*INSTRUCTIONS FOR THE TASK*. The data follows. Retype every entry exactly.

================================

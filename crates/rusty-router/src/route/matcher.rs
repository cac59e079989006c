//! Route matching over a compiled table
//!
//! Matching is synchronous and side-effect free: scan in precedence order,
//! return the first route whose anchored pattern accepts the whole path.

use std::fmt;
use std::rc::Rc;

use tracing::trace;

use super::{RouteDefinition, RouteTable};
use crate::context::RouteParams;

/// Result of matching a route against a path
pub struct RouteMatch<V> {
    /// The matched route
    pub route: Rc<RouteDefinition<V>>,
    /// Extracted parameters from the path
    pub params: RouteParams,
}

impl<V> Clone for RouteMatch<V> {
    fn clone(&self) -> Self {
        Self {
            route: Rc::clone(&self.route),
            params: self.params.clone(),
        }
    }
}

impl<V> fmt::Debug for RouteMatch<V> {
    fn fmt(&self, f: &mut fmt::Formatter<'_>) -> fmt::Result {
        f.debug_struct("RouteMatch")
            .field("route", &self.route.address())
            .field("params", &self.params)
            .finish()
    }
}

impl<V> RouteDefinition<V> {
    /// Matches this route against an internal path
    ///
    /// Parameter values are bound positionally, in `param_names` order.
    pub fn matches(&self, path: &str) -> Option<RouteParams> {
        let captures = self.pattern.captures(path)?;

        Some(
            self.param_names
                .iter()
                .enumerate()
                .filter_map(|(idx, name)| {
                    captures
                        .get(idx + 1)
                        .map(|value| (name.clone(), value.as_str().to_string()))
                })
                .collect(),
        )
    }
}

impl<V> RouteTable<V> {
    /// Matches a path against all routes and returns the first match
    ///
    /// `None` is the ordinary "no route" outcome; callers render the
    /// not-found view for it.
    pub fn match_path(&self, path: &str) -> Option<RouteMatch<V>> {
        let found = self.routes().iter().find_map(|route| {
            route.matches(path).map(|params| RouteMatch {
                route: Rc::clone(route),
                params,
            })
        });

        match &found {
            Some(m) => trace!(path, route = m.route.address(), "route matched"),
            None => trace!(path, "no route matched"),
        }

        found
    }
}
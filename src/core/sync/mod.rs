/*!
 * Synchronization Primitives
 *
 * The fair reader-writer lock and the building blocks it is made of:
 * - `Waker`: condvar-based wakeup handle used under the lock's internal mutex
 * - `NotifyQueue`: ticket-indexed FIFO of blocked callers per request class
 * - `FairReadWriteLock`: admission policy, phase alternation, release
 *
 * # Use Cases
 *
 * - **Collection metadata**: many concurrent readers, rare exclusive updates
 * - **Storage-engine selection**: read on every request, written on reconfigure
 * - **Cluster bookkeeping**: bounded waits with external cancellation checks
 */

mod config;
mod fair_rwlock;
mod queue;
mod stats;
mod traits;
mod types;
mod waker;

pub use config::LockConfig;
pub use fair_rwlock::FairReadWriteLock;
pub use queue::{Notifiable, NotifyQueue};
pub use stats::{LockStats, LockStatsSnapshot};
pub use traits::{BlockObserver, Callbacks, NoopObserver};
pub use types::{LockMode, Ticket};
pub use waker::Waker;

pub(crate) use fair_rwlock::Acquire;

================================

*ANSWER BOX*.
filename crates/rusty-router/src/route/matcher.rs
repository cac59e079989006c
//! Route matching over a compiled table
//!
//! Matching is synchronous and side-effect free: scan in precedence order,
//! return the first route whose anchored pattern accepts the whole path.

use std::fmt;
use std::rc::Rc;

use tracing::trace;

use super::{RouteDefinition, RouteTable};
use crate::context::RouteParams;

/// Result of matching a route against a path
pub struct RouteMatch<V> {
    /// The matched route
    pub route: Rc<RouteDefinition<V>>,
    /// Extracted parameters from the path
    pub params: RouteParams,
}

impl<V> Clone for RouteMatch<V> {
    fn clone(&self) -> Self {
        Self {
            route: Rc::clone(&self.route),
            params: self.params.clone(),
        }
    }
}

impl<V> fmt::Debug for RouteMatch<V> {
    fn fmt(&self, f: &mut fmt::Formatter<'_>) -> fmt::Result {
        f.debug_struct("RouteMatch")
            .field("route", &self.route.address())
            .field("params", &self.params)
            .finish()
    }
}

impl<V> RouteDefinition<V> {
    /// Matches this route against an internal path
    ///
    /// Parameter values are bound positionally, in `param_names` order.
    pub fn matches(&self, path: &str) -> Option<RouteParams> {
        let captures = self.pattern.captures(path)?;

        Some(
            self.param_names
                .iter()
                .enumerate()
                .filter_map(|(idx, name)| {
                    captures
                        .get(idx + 1)
                        .map(|value| (name.clone(), value.as_str().to_string()))
                })
                .collect(),
        )
    }
}

impl<V> RouteTable<V> {
    /// Matches a path against all routes and returns the first match
    ///
    /// `None` is the ordinary "no route" outcome; callers render the
    /// not-found view for it.
    pub fn match_path(&self, path: &str) -> Option<RouteMatch<V>> {
        let found = self.routes().iter().find_map(|route| {
            route.matches(path).map(|params| RouteMatch {
                route: Rc::clone(route),
                params,
            })
        });

        match &found {
            Some(m) => trace!(path, route = m.route.address(), "route matched"),
            None => trace!(path, "no route matched"),
        }

        found
    }
}
filename src/core/sync/mod.rs
/*!
 * Synchronization Primitives
 *
 * The fair reader-writer lock and the building blocks it is made of:
 * - `Waker`: condvar-based wakeup handle used under the lock's internal mutex
 * - `NotifyQueue`: ticket-indexed FIFO of blocked callers per request class
 * - `FairReadWriteLock`: admission policy, phase alternation, release
 *
 * # Use Cases
 *
 * - **Collection metadata**: many concurrent readers, rare exclusive updates
 * - **Storage-engine selection**: read on every request, written on reconfigure
 * - **Cluster bookkeeping**: bounded waits with external cancellation checks
 */

mod config;
mod fair_rwlock;
mod queue;
mod stats;
mod traits;
mod types;
mod waker;

pub use config::LockConfig;
pub use fair_rwlock::FairReadWriteLock;
pub use queue::{Notifiable, NotifyQueue};
pub use stats::{LockStats, LockStatsSnapshot};
pub use traits::{BlockObserver, Callbacks, NoopObserver};
pub use types::{LockMode, Ticket};
pub use waker::Waker;

pub(crate) use fair_rwlock::Acquire;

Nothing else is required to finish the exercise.